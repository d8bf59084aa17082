//! Error types for bus operations.

use thiserror::Error;

/// Errors that can occur when talking to the message bus.
#[derive(Debug, Error)]
pub enum BusError {
    /// The transport is gone (all subscribers dropped, or shut down).
    #[error("bus connection closed")]
    Closed,

    /// A payload could not be encoded for the wire.
    #[error("failed to encode payload: {0}")]
    Encode(#[from] serde_json::Error),
}
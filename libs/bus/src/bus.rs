//! The `MessageBus` trait and subscription types.

use async_trait::async_trait;
use serde_json::Value;
use stagehand_id::InboxId;
use tokio::sync::mpsc;

use crate::BusError;

/// A message as delivered to a subscriber.
#[derive(Debug, Clone)]
pub struct BusMessage {
    /// Subject the message was published on.
    pub subject: String,

    /// Reply subject, present when the publisher expects responses.
    pub reply_to: Option<String>,

    /// Wire payload.
    pub payload: Value,
}

impl BusMessage {
    /// Decode the payload into a typed value.
    pub fn decode<T: serde::de::DeserializeOwned>(&self) -> Result<T, serde_json::Error> {
        serde_json::from_value(self.payload.clone())
    }
}

/// A live subscription to one subject.
///
/// Messages are buffered in a bounded mailbox; dropping the subscription
/// unsubscribes.
pub struct Subscription {
    subject: String,
    rx: mpsc::Receiver<BusMessage>,
}

impl Subscription {
    /// Creates a subscription from its mailbox receiver.
    pub fn new(subject: String, rx: mpsc::Receiver<BusMessage>) -> Self {
        Self { subject, rx }
    }

    /// Subject this subscription listens on.
    pub fn subject(&self) -> &str {
        &self.subject
    }

    /// Waits for the next message. Returns `None` once the transport is gone.
    pub async fn next(&mut self) -> Option<BusMessage> {
        self.rx.recv().await
    }
}

/// A publish/subscribe message transport.
///
/// The transport has no native request/response support; `request` layers it
/// on by subscribing to a fresh inbox subject before publishing. Responders
/// may reply more than once on the same inbox (the staging protocol sends a
/// setup-phase reply followed by a completion-phase reply).
#[async_trait]
pub trait MessageBus: Send + Sync + 'static {
    /// Publish a message with no reply expected. Fire-and-forget,
    /// at-least-once.
    async fn publish(&self, subject: &str, payload: Value) -> Result<(), BusError>;

    /// Publish a message carrying a reply subject.
    async fn publish_with_reply(
        &self,
        subject: &str,
        payload: Value,
        reply_to: &str,
    ) -> Result<(), BusError>;

    /// Subscribe to a subject.
    async fn subscribe(&self, subject: &str) -> Result<Subscription, BusError>;

    /// Publish a request and return the subscription its replies arrive on.
    ///
    /// Zero, one, or two replies may arrive; the caller decides how many to
    /// wait for and for how long.
    async fn request(&self, subject: &str, payload: Value) -> Result<Subscription, BusError> {
        let inbox = InboxId::new().to_string();
        let sub = self.subscribe(&inbox).await?;
        self.publish_with_reply(subject, payload, &inbox).await?;
        Ok(sub)
    }
}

···

ABOUT THIS TASK — Scan the listing above and identify each line holding the string "arrive"; copy every such line.

RESPONSE AREA —
    /// Publish a request and return the subscription its replies arrive on.
    /// Zero, one, or two replies may arrive; the caller decides how many to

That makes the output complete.